*** Opening of Available data ***

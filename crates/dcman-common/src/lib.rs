//! Dcman Common - Shared types and utilities
//!
//! This crate provides the foundational types used across all dcman components:
//! - Error types
//! - Device role and vendor constants
//! - Identifier validation helpers

pub mod error;
pub mod utils;

// Re-exports for convenience
pub use error::DcmanError;
pub use utils::{is_valid_identifier, normalize_product, normalize_vendor};

/// Vendor name of the built-in baseline plugins
pub const VENDOR_JUNIPER: &str = "juniper";

/// Pattern claiming every product of a vendor (registry fallback tier)
pub const PRODUCT_ANY: &str = ".*";

/// Roles a managed device can take in the fabric
#[derive(Debug, Clone, Copy, PartialEq, Eq, Hash, serde::Serialize, serde::Deserialize)]
#[serde(rename_all = "lowercase")]
pub enum DeviceRole {
    Leaf,
    Spine,
    Gateway,
    Pnf,
}

impl DeviceRole {
    pub fn as_str(self) -> &'static str {
        match self {
            DeviceRole::Leaf => "leaf",
            DeviceRole::Spine => "spine",
            DeviceRole::Gateway => "gateway",
            DeviceRole::Pnf => "pnf",
        }
    }
}

impl std::fmt::Display for DeviceRole {
    fn fmt(&self, f: &mut std::fmt::Formatter<'_>) -> std::fmt::Result {
        write!(f, "{}", self.as_str())
    }
}

impl std::str::FromStr for DeviceRole {
    type Err = DcmanError;

    fn from_str(s: &str) -> Result<Self, Self::Err> {
        match s.to_ascii_lowercase().as_str() {
            "leaf" => Ok(DeviceRole::Leaf),
            "spine" => Ok(DeviceRole::Spine),
            "gateway" => Ok(DeviceRole::Gateway),
            "pnf" => Ok(DeviceRole::Pnf),
            other => Err(DcmanError::IllegalArgument(format!(
                "unknown device role '{other}'"
            ))),
        }
    }
}
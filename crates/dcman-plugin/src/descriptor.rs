//! Plugin registration descriptors
//!
//! A `PluginDescriptor` is a plugin's claim on the registry: which vendor it
//! serves, which products (regex patterns over the normalized product name),
//! which roles, and a factory that binds the plugin to a concrete device.

use std::sync::Arc;

use dcman_common::{DcmanError, DeviceRole, is_valid_identifier};

use crate::DeviceConf;
use crate::model::DeviceMeta;

/// Factory producing a per-device plugin instance
pub type ConfFactory =
    Arc<dyn Fn(&DeviceMeta) -> Result<Box<dyn DeviceConf>, DcmanError> + Send + Sync>;

/// Registration claim of one plugin
#[derive(Clone)]
pub struct PluginDescriptor {
    /// Unique plugin name, e.g. "mx_conf"
    pub name: String,
    /// Vendor served, compared case-insensitively
    pub vendor: String,
    /// Regex patterns over the normalized (lowercase) product name.
    /// A literal pattern (no regex metacharacters) is an exact claim and
    /// outranks pattern matches during resolution.
    pub products: Vec<String>,
    /// Roles served; `None` claims every role
    pub roles: Option<Vec<DeviceRole>>,
    /// Per-device instance factory
    pub factory: ConfFactory,
}

impl PluginDescriptor {
    pub fn new(
        name: impl Into<String>,
        vendor: impl Into<String>,
        factory: ConfFactory,
    ) -> Self {
        Self {
            name: name.into(),
            vendor: vendor.into(),
            products: vec![dcman_common::PRODUCT_ANY.to_string()],
            roles: None,
            factory,
        }
    }

    pub fn with_products(mut self, patterns: &[&str]) -> Self {
        self.products = patterns.iter().map(|p| (*p).to_string()).collect();
        self
    }

    pub fn with_roles(mut self, roles: &[DeviceRole]) -> Self {
        self.roles = Some(roles.to_vec());
        self
    }

    /// Validate the descriptor before it enters the registry.
    ///
    /// Pattern compilation happens again at registration; this check exists
    /// so table construction errors carry the offending plugin's name.
    pub fn validate(&self) -> Result<(), DcmanError> {
        if !is_valid_identifier(&self.name) {
            return Err(DcmanError::IllegalArgument(format!(
                "plugin name '{}' is not a valid identifier",
                self.name
            )));
        }
        if self.vendor.trim().is_empty() {
            return Err(DcmanError::IllegalArgument(format!(
                "plugin '{}' has an empty vendor",
                self.name
            )));
        }
        if self.products.is_empty() {
            return Err(DcmanError::IllegalArgument(format!(
                "plugin '{}' claims no products",
                self.name
            )));
        }
        for pattern in &self.products {
            regex::Regex::new(pattern).map_err(|e| DcmanError::InvalidProductPattern {
                name: self.name.clone(),
                pattern: pattern.clone(),
                reason: e.to_string(),
            })?;
        }
        if let Some(roles) = &self.roles
            && roles.is_empty()
        {
            return Err(DcmanError::IllegalArgument(format!(
                "plugin '{}' claims an empty role set",
                self.name
            )));
        }
        Ok(())
    }

    /// Whether this descriptor serves the given role
    pub fn serves_role(&self, role: DeviceRole) -> bool {
        match &self.roles {
            None => true,
            Some(roles) => roles.contains(&role),
        }
    }
}

impl std::fmt::Debug for PluginDescriptor {
    fn fmt(&self, f: &mut std::fmt::Formatter<'_>) -> std::fmt::Result {
        f.debug_struct("PluginDescriptor")
            .field("name", &self.name)
            .field("vendor", &self.vendor)
            .field("products", &self.products)
            .field("roles", &self.roles)
            .finish_non_exhaustive()
    }
}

*** Close of Available data ***

◆ **What is expected**:
Reproduce the data exactly. All of it is needed.

◆ **Response**:
filename crates/dcman-common/src/lib.rs
//! Dcman Common - Shared types and utilities
//!
//! This crate provides the foundational types used across all dcman components:
//! - Error types
//! - Device role and vendor constants
//! - Identifier validation helpers

pub mod error;
pub mod utils;

// Re-exports for convenience
pub use error::DcmanError;
pub use utils::{is_valid_identifier, normalize_product, normalize_vendor};

/// Vendor name of the built-in baseline plugins
pub const VENDOR_JUNIPER: &str = "juniper";

/// Pattern claiming every product of a vendor (registry fallback tier)
pub const PRODUCT_ANY: &str = ".*";

/// Roles a managed device can take in the fabric
#[derive(Debug, Clone, Copy, PartialEq, Eq, Hash, serde::Serialize, serde::Deserialize)]
#[serde(rename_all = "lowercase")]
pub enum DeviceRole {
    Leaf,
    Spine,
    Gateway,
    Pnf,
}

impl DeviceRole {
    pub fn as_str(self) -> &'static str {
        match self {
            DeviceRole::Leaf => "leaf",
            DeviceRole::Spine => "spine",
            DeviceRole::Gateway => "gateway",
            DeviceRole::Pnf => "pnf",
        }
    }
}

impl std::fmt::Display for DeviceRole {
    fn fmt(&self, f: &mut std::fmt::Formatter<'_>) -> std::fmt::Result {
        write!(f, "{}", self.as_str())
    }
}

impl std::str::FromStr for DeviceRole {
    type Err = DcmanError;

    fn from_str(s: &str) -> Result<Self, Self::Err> {
        match s.to_ascii_lowercase().as_str() {
            "leaf" => Ok(DeviceRole::Leaf),
            "spine" => Ok(DeviceRole::Spine),
            "gateway" => Ok(DeviceRole::Gateway),
            "pnf" => Ok(DeviceRole::Pnf),
            other => Err(DcmanError::IllegalArgument(format!(
                "unknown device role '{other}'"
            ))),
        }
    }
}
filename crates/dcman-plugin/src/descriptor.rs
//! Plugin registration descriptors
//!
//! A `PluginDescriptor` is a plugin's claim on the registry: which vendor it
//! serves, which products (regex patterns over the normalized product name),
//! which roles, and a factory that binds the plugin to a concrete device.

use std::sync::Arc;

use dcman_common::{DcmanError, DeviceRole, is_valid_identifier};

use crate::DeviceConf;
use crate::model::DeviceMeta;

/// Factory producing a per-device plugin instance
pub type ConfFactory =
    Arc<dyn Fn(&DeviceMeta) -> Result<Box<dyn DeviceConf>, DcmanError> + Send + Sync>;

/// Registration claim of one plugin
#[derive(Clone)]
pub struct PluginDescriptor {
    /// Unique plugin name, e.g. "mx_conf"
    pub name: String,
    /// Vendor served, compared case-insensitively
    pub vendor: String,
    /// Regex patterns over the normalized (lowercase) product name.
    /// A literal pattern (no regex metacharacters) is an exact claim and
    /// outranks pattern matches during resolution.
    pub products: Vec<String>,
    /// Roles served; `None` claims every role
    pub roles: Option<Vec<DeviceRole>>,
    /// Per-device instance factory
    pub factory: ConfFactory,
}

impl PluginDescriptor {
    pub fn new(
        name: impl Into<String>,
        vendor: impl Into<String>,
        factory: ConfFactory,
    ) -> Self {
        Self {
            name: name.into(),
            vendor: vendor.into(),
            products: vec![dcman_common::PRODUCT_ANY.to_string()],
            roles: None,
            factory,
        }
    }

    pub fn with_products(mut self, patterns: &[&str]) -> Self {
        self.products = patterns.iter().map(|p| (*p).to_string()).collect();
        self
    }

    pub fn with_roles(mut self, roles: &[DeviceRole]) -> Self {
        self.roles = Some(roles.to_vec());
        self
    }

    /// Validate the descriptor before it enters the registry.
    ///
    /// Pattern compilation happens again at registration; this check exists
    /// so table construction errors carry the offending plugin's name.
    pub fn validate(&self) -> Result<(), DcmanError> {
        if !is_valid_identifier(&self.name) {
            return Err(DcmanError::IllegalArgument(format!(
                "plugin name '{}' is not a valid identifier",
                self.name
            )));
        }
        if self.vendor.trim().is_empty() {
            return Err(DcmanError::IllegalArgument(format!(
                "plugin '{}' has an empty vendor",
                self.name
            )));
        }
        if self.products.is_empty() {
            return Err(DcmanError::IllegalArgument(format!(
                "plugin '{}' claims no products",
                self.name
            )));
        }
        for pattern in &self.products {
            regex::Regex::new(pattern).map_err(|e| DcmanError::InvalidProductPattern {
                name: self.name.clone(),
                pattern: pattern.clone(),
                reason: e.to_string(),
            })?;
        }
        if let Some(roles) = &self.roles
            && roles.is_empty()
        {
            return Err(DcmanError::IllegalArgument(format!(
                "plugin '{}' claims an empty role set",
                self.name
            )));
        }
        Ok(())
    }

    /// Whether this descriptor serves the given role
    pub fn serves_role(&self, role: DeviceRole) -> bool {
        match &self.roles {
            None => true,
            Some(roles) => roles.contains(&role),
        }
    }
}

impl std::fmt::Debug for PluginDescriptor {
    fn fmt(&self, f: &mut std::fmt::Formatter<'_>) -> std::fmt::Result {
        f.debug_struct("PluginDescriptor")
            .field("name", &self.name)
            .field("vendor", &self.vendor)
            .field("products", &self.products)
            .field("roles", &self.roles)
            .finish_non_exhaustive()
    }
}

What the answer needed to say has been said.